How would you do that?

I suspect I need to use saveAsNewAPIHadoopFile
<http://spark.apache.org/docs/latest/api/python/pyspark.rdd.RDD-class.html#saveAsNewAPIHadoopFile>
or saveAsHadoopFile
<http://spark.apache.org/docs/latest/api/python/pyspark.rdd.RDD-class.html#saveAsHadoopFile>
along with the MultipleTextOutputFormat output format class, but I’m not
sure how.

By the way, there is a very similar question to this here on Stack Overflow
<http://stackoverflow.com/questions/23995040/write-to-multiple-outputs-by-key-spark-one-spark-job>
.

Nick
​




--
View this message in context: http://apache-spark-user-list.1001560.n3.nabble.com/Write-1-RDD-to-multiple-output-paths-in-one-go-tp14174.html
Sent from the Apache Spark User List mailing list archive at Nabble.com.

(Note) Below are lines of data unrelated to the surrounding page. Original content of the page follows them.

//! Ordered Entry List Reconciler.
//!
//! Keeps the resume's ordered entry sequence consistent under edits, deletes,
//! appends and drag reordering. Every operation consumes the sequence and
//! returns the next one, so the caller stays the single owner of the state.
//!
//! Invariants:
//! - reordering never changes the multiset of entries
//! - the length only changes through `add` and `remove`
//! - out-of-bounds indices leave the sequence untouched

pub mod drag;

use serde::{Deserialize, Serialize};

use crate::models::entry::Entry;

/// Direction of an arrow-button reorder.
#[derive(Debug, Clone, Copy, PartialEq, Eq, Serialize, Deserialize)]
#[serde(rename_all = "snake_case")]
pub enum ShiftDirection {
    Up,
    Down,
}

/// A single mutation of the sequence, as sent by the UI layer.
#[derive(Debug, Clone, PartialEq, Eq, Serialize, Deserialize)]
#[serde(tag = "op", rename_all = "snake_case")]
pub enum EditCommand {
    Update { index: usize, entry: Entry },
    Remove { index: usize },
    Add { entry: Entry },
    Move { source: usize, target: usize },
    Shift { index: usize, direction: ShiftDirection },
}

/// What applying an `EditCommand` did.
#[derive(Debug, Clone, Copy, PartialEq, Eq, Serialize)]
#[serde(rename_all = "snake_case")]
pub enum Outcome {
    Applied,
    /// Valid request that leaves the order as it was (identity move, edge shift).
    Unchanged,
    OutOfBounds,
}

#[derive(Debug, Clone, Default, PartialEq, Eq, Serialize, Deserialize)]
#[serde(transparent)]
pub struct EntrySequence(Vec<Entry>);

impl EntrySequence {
    pub fn new(entries: Vec<Entry>) -> Self {
        Self(entries)
    }

    pub fn len(&self) -> usize {
        self.0.len()
    }

    pub fn is_empty(&self) -> bool {
        self.0.is_empty()
    }

    pub fn as_slice(&self) -> &[Entry] {
        &self.0
    }

    /// Replaces the entry at `index`. No-op when `index` is out of bounds.
    pub fn update(mut self, index: usize, entry: Entry) -> Self {
        if let Some(slot) = self.0.get_mut(index) {
            *slot = entry;
        }
        self
    }

    /// Deletes the entry at `index`, shifting later entries left.
    pub fn remove(mut self, index: usize) -> Self {
        if index < self.0.len() {
            self.0.remove(index);
        }
        self
    }

    pub fn add(mut self, entry: Entry) -> Self {
        self.0.push(entry);
        self
    }

    /// Moves the entry at `source` so it lands before the entry currently at
    /// `target`. `target == len()` means the end of the list.
    ///
    /// Dropping onto the source itself or right after it is a no-op.
    pub fn move_entry(mut self, source: usize, target: usize) -> Self {
        if source >= self.0.len() || target == source || target == source + 1 {
            return self;
        }

        let moved = self.0.remove(source);
        if target > self.0.len() {
            self.0.push(moved);
        } else {
            // Removing `source` shifted everything after it one slot left.
            let at = if target > source { target - 1 } else { target };
            self.0.insert(at, moved);
        }
        self
    }

    /// Swaps the entry with its neighbour. The first entry cannot go up and
    /// the last cannot go down.
    pub fn shift(mut self, index: usize, direction: ShiftDirection) -> Self {
        if let Some(neighbour) = shift_target(index, direction, self.0.len()) {
            self.0.swap(index, neighbour);
        }
        self
    }

    /// Applies one command and reports whether anything happened.
    pub fn apply(self, command: EditCommand) -> (Self, Outcome) {
        let len = self.len();
        match command {
            EditCommand::Update { index, entry } => {
                if index >= len {
                    return (self, Outcome::OutOfBounds);
                }
                (self.update(index, entry), Outcome::Applied)
            }
            EditCommand::Remove { index } => {
                if index >= len {
                    return (self, Outcome::OutOfBounds);
                }
                (self.remove(index), Outcome::Applied)
            }
            EditCommand::Add { entry } => (self.add(entry), Outcome::Applied),
            EditCommand::Move { source, target } => {
                if source >= len {
                    return (self, Outcome::OutOfBounds);
                }
                if target == source || target == source + 1 {
                    return (self, Outcome::Unchanged);
                }
                (self.move_entry(source, target), Outcome::Applied)
            }
            EditCommand::Shift { index, direction } => {
                if index >= len {
                    return (self, Outcome::OutOfBounds);
                }
                match shift_target(index, direction, len) {
                    Some(_) => (self.shift(index, direction), Outcome::Applied),
                    None => (self, Outcome::Unchanged),
                }
            }
        }
    }
}

fn shift_target(index: usize, direction: ShiftDirection, len: usize) -> Option<usize> {
    if index >= len {
        return None;
    }
    match direction {
        ShiftDirection::Up => index.checked_sub(1),
        ShiftDirection::Down => Some(index + 1).filter(|&next| next < len),
    }
}

#[cfg(test)]
mod tests {
    use super::*;

    fn entry(title: &str) -> Entry {
        Entry::new("experience").with_title(title)
    }

    fn seq(titles: &[&str]) -> EntrySequence {
        EntrySequence::new(titles.iter().map(|t| entry(t)).collect())
    }

    fn titles(sequence: &EntrySequence) -> Vec<&str> {
        sequence
            .as_slice()
            .iter()
            .map(|e| e.title.as_deref().unwrap_or_default())
            .collect()
    }

    fn sorted(sequence: &EntrySequence) -> Vec<Entry> {
        let mut entries = sequence.as_slice().to_vec();
        entries.sort();
        entries
    }

    #[test]
    fn test_move_forward_lands_before_target() {
        let moved = seq(&["A", "B", "C", "D"]).move_entry(0, 3);
        assert_eq!(titles(&moved), vec!["B", "C", "A", "D"]);
    }

    #[test]
    fn test_move_backward_to_front() {
        let moved = seq(&["A", "B", "C", "D"]).move_entry(3, 0);
        assert_eq!(titles(&moved), vec!["D", "A", "B", "C"]);
    }

    #[test]
    fn test_move_past_end_appends() {
        let moved = seq(&["A", "B", "C"]).move_entry(0, 4);
        assert_eq!(titles(&moved), vec!["B", "C", "A"]);
    }

    #[test]
    fn test_move_to_len_appends() {
        let moved = seq(&["A", "B", "C", "D"]).move_entry(1, 4);
        assert_eq!(titles(&moved), vec!["A", "C", "D", "B"]);
    }

    #[test]
    fn test_identity_moves_are_noops() {
        let original = seq(&["A", "B", "C", "D"]);
        for s in 0..original.len() {
            assert_eq!(original.clone().move_entry(s, s), original, "move({s}, {s})");
            assert_eq!(original.clone().move_entry(s, s + 1), original, "move({s}, {})", s + 1);
        }
    }

    #[test]
    fn test_move_preserves_multiset_for_every_target() {
        let original = seq(&["A", "B", "C", "D", "E"]);
        for s in 0..original.len() {
            for t in 0..=original.len() + 2 {
                let moved = original.clone().move_entry(s, t);
                assert_eq!(moved.len(), original.len(), "move({s}, {t}) changed length");
                assert_eq!(sorted(&moved), sorted(&original), "move({s}, {t}) lost entries");
            }
        }
    }

    #[test]
    fn test_move_with_out_of_bounds_source_is_noop() {
        let original = seq(&["A", "B"]);
        assert_eq!(original.clone().move_entry(5, 0), original);
    }

    #[test]
    fn test_add_then_remove_tail_is_identity() {
        let original = seq(&["A", "B", "C"]);
        let tail = original.len();
        let round_trip = original.clone().add(entry("Z")).remove(tail);
        assert_eq!(round_trip, original);
    }

    #[test]
    fn test_add_on_empty_sequence() {
        let sequence = EntrySequence::default().add(entry("A"));
        assert_eq!(titles(&sequence), vec!["A"]);
    }

    #[test]
    fn test_remove_shifts_left() {
        let removed = seq(&["A", "B", "C"]).remove(1);
        assert_eq!(titles(&removed), vec!["A", "C"]);
    }

    #[test]
    fn test_update_and_remove_out_of_bounds_are_noops() {
        let original = seq(&["A", "B"]);
        assert_eq!(original.clone().update(2, entry("X")), original);
        assert_eq!(original.clone().remove(2), original);
    }

    #[test]
    fn test_update_replaces_in_place() {
        let updated = seq(&["A", "B", "C"]).update(1, entry("X"));
        assert_eq!(titles(&updated), vec!["A", "X", "C"]);
    }

    #[test]
    fn test_shift_swaps_with_neighbour() {
        let up = seq(&["A", "B", "C"]).shift(2, ShiftDirection::Up);
        assert_eq!(titles(&up), vec!["A", "C", "B"]);
        let down = seq(&["A", "B", "C"]).shift(0, ShiftDirection::Down);
        assert_eq!(titles(&down), vec!["B", "A", "C"]);
    }

    #[test]
    fn test_shift_at_edges_is_noop() {
        let original = seq(&["A", "B", "C"]);
        assert_eq!(original.clone().shift(0, ShiftDirection::Up), original);
        assert_eq!(original.clone().shift(2, ShiftDirection::Down), original);
    }

    #[test]
    fn test_apply_reports_outcomes() {
        let original = seq(&["A", "B", "C"]);

        let (_, outcome) = original.clone().apply(EditCommand::Remove { index: 3 });
        assert_eq!(outcome, Outcome::OutOfBounds);

        let (_, outcome) = original.clone().apply(EditCommand::Move { source: 1, target: 2 });
        assert_eq!(outcome, Outcome::Unchanged);

        let (_, outcome) = original.clone().apply(EditCommand::Shift {
            index: 0,
            direction: ShiftDirection::Up,
        });
        assert_eq!(outcome, Outcome::Unchanged);

        let (moved, outcome) = original.apply(EditCommand::Move { source: 2, target: 0 });
        assert_eq!(outcome, Outcome::Applied);
        assert_eq!(titles(&moved), vec!["C", "A", "B"]);
    }

    #[test]
    fn test_edit_command_wire_format() {
        let command: EditCommand =
            serde_json::from_str(r#"{"op":"shift","index":1,"direction":"down"}"#).unwrap();
        assert_eq!(
            command,
            EditCommand::Shift {
                index: 1,
                direction: ShiftDirection::Down
            }
        );
    }
}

Re: Write 1 RDD to multiple output paths in one go

Posted by Nicholas Chammas <ni...@gmail.com>.
Davies,

That’s pretty neat. I heard there was a pure Python clone of Spark out
there—so you were one of the people behind it!

I’ve created a JIRA issue about this. SPARK-3533: Add saveAsTextFileByKey()
method to RDDs <https://issues.apache.org/jira/browse/SPARK-3533>

Sean,

I think you might be able to get this working with a subclass of
MultipleTextOutputFormat, which overrides generateFileNameForKeyValue,
generateActualKey, etc. A bit of work for sure, but probably works.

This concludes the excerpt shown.